Approximately 1/5 to 1/3 of people worldwide are living with tuberculosis (TB) and 33 million people are living with HIV. Many of these people have contracted both TB and HIV, a lethal combination in part because drug interactions preclude the treatment of both pathogens. In addition, both HIV and TB have become resistant to current treatments and can hide in "sanctuary sites" such as the brain, where small molecule drugs often have difficulty penetrating.

TB or NoTB. Synthetic nanometer-scale systems have the potential to overcome many limitations of conventional small molecule therapeutic agents.

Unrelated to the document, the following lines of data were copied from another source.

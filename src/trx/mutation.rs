//! Direct population of a container: streamlines and named arrays.
//!
//! Every write keeps the row-count invariants: per-point arrays match `NB_POINTS`,
//! per-streamline arrays match `NB_STREAMLINES`, group members are in range, and
//! per-group arrays hang off an existing group.

use super::{TrxFile, group_data_path, group_path, point_path, streamline_path};
use crate::constants::{OFFSETS, POSITIONS};
use crate::error::{Result, TrxError};
use crate::offsets::OffsetIndex;
use crate::store::ArrayStoreExt;
use crate::types::{ChunkClass, DType, NdArray};

fn row_mismatch(path: &str, rows: usize, expected: u64) -> TrxError {
    TrxError::ShapeMismatch {
        path: path.to_string(),
        reason: format!("{rows} rows, expected {expected}"),
    }
}

impl TrxFile {
    /// Append streamlines given as a flat N×3 point block and one length per streamline.
    ///
    /// Only allowed while no per-point or per-streamline array exists, since those would
    /// fall out of step with the new counts.
    pub fn push_streamlines(&mut self, positions: &NdArray, lengths: &[u64]) -> Result<()> {
        let total: u64 = lengths.iter().sum();
        if positions.rows() as u64 != total {
            return Err(row_mismatch(POSITIONS, positions.rows(), total));
        }
        if !self.data_per_point_keys()?.is_empty() || !self.data_per_streamline_keys()?.is_empty()
        {
            return Err(TrxError::ShapeMismatch {
                path: POSITIONS.to_string(),
                reason: "cannot add streamlines once per-point or per-streamline data exists"
                    .into(),
            });
        }
        let nb_points = self.nb_points()?;
        let nb_streamlines = self.nb_streamlines()?;
        let offsets = OffsetIndex::from_lengths(lengths.to_vec()).shifted(nb_points);
        let offsets_dtype = self.store()?.array_meta(OFFSETS)?.dtype();
        let offsets = NdArray::from_indices_as(offsets_dtype, &offsets, &[offsets.len()])?;

        let store = self.store_mut()?;
        store.append_rows(POSITIONS, positions)?;
        store.append_rows(OFFSETS, &offsets)?;
        self.set_nb_points(nb_points + total)?;
        self.set_nb_streamlines(nb_streamlines + lengths.len() as u64)?;
        Ok(())
    }

    /// Create or replace a per-point array. 1-D arrays are stored as given.
    pub fn set_data_per_point(&mut self, key: &str, data: &NdArray) -> Result<()> {
        let path = point_path(key);
        let expected = self.nb_points()?;
        if data.rows() as u64 != expected {
            return Err(row_mismatch(&path, data.rows(), expected));
        }
        let rows = self.chunk_rows(ChunkClass::Point);
        self.store_mut()?.create_array_with(&path, data, rows)
    }

    pub fn set_data_per_streamline(&mut self, key: &str, data: &NdArray) -> Result<()> {
        let path = streamline_path(key);
        let expected = self.nb_streamlines()?;
        if data.rows() as u64 != expected {
            return Err(row_mismatch(&path, data.rows(), expected));
        }
        let rows = self.chunk_rows(ChunkClass::Streamline);
        self.store_mut()?.create_array_with(&path, data, rows)
    }

    /// Create or replace a group with the given member streamlines, stored as `uint32`.
    pub fn set_group(&mut self, name: &str, members: &[u64]) -> Result<()> {
        self.set_group_as(name, members, DType::UInt32)
    }

    pub fn set_group_as(&mut self, name: &str, members: &[u64], dtype: DType) -> Result<()> {
        let count = self.nb_streamlines()?;
        if let Some(&index) = members.iter().find(|&&member| member >= count) {
            return Err(TrxError::IndexOutOfRange { index, count });
        }
        let data = NdArray::from_indices_as(dtype, members, &[members.len()])?;
        let rows = self.chunk_rows(ChunkClass::Group);
        self.store_mut()?
            .create_array_with(&group_path(name), &data, rows)
    }

    /// Create or replace an array scoped to an existing group.
    pub fn set_data_per_group(&mut self, group: &str, key: &str, data: &NdArray) -> Result<()> {
        let store = self.store()?;
        if !store.contains_array(&group_path(group))? {
            return Err(TrxError::MissingNode {
                path: group_path(group),
            });
        }
        let rows = self.chunk_rows(ChunkClass::Group);
        self.store_mut()?
            .create_array_with(&group_data_path(group, key), data, rows)
    }
}

#[cfg(test)]
mod tests {
    use crate::error::TrxError;
    use crate::store::Backend;
    use crate::trx::TrxFile;
    use crate::types::{NdArray, TrxOptions};

    #[test]
    fn population_keeps_counts_in_step() {
        let mut trx = TrxFile::create(Backend::memory(), TrxOptions::default()).unwrap();
        let points = NdArray::from_rows(&[[0.0f32, 0.0, 0.0], [1.0, 1.0, 1.0], [2.0, 2.0, 2.0]]);
        assert!(trx.push_streamlines(&points, &[1, 1]).is_err());
        trx.push_streamlines(&points, &[2, 1]).unwrap();
        trx.push_streamlines(&points, &[3]).unwrap();
        assert_eq!(trx.nb_streamlines().unwrap(), 3);
        assert_eq!(trx.nb_points().unwrap(), 6);
        assert_eq!(trx.streamlines().unwrap().index().offsets(), &[0, 2, 3]);

        assert!(matches!(
            trx.set_data_per_point("fa", &NdArray::from_slice(&[0.1f32; 5])),
            Err(TrxError::ShapeMismatch { .. })
        ));
        trx.set_data_per_point("fa", &NdArray::from_slice(&[0.1f32; 6]))
            .unwrap();
        assert!(trx.push_streamlines(&points, &[3]).is_err());

        assert!(matches!(
            trx.set_group("cst", &[0, 3]),
            Err(TrxError::IndexOutOfRange { index: 3, count: 3 })
        ));
        assert!(matches!(
            trx.set_data_per_group("cst", "color", &NdArray::from_slice(&[1u8])),
            Err(TrxError::MissingNode { .. })
        ));
        trx.set_group("cst", &[0, 2]).unwrap();
        trx.set_data_per_group("cst", "color", &NdArray::from_rows(&[[1u8, 2, 3]]))
            .unwrap();
        assert_eq!(trx.data_per_group_keys("cst").unwrap(), vec!["color"]);
        trx.close().unwrap();
    }
}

For instance, small molecules typically have short blod circulation times (hrs), rely on a single high-affinity contact to a disease target, and are incapable of disrupting protein-protein interactions that often drive disease pathogenisis. In contrast, nanoscale systems can provide long circulation times (days to weeks), have tunable valency, and are adept at preventing protein-protein interactions. We have hypothesized that gold nanocrystals may possess a number of attributes that make them useful drug candidates. Gold nanocrystals are now accessible in a range of well defined sizes from ca. 1.0 nm to 10 nm. Gold nanocrystals also enable one to rapidly synthesize combinatorial libraries of nanoscale compounds; using organothiol exchange reactions, combinations of two or more chemically distinct ligands can be attached to a single particle to create multi-ligand and multi-functional systems. The ability to rapidly assemble mixed thiol monolayers on a nanoscale platform provides a powerful tool that can be used to tune particle binding affinity to a disease target, and control cellular internalization and sub-cellular localization.

The potential benefits of gold nanocrystal therapeutics were demonstrated in our lab recently with the synthesis of a multivalent gold conjugate that effectively inhibited HIV entry in T-cells. We have also shown that lactam antibiotics, rendered ineffective at bacterial growth inhibition due to bacterial mutation, can be converted back into potent therapeutics via appropriate design and conjugation to gold nanocrystals. We are currently adapting these formulations to cross the blood-brain barrier and enter other sanctuary sites.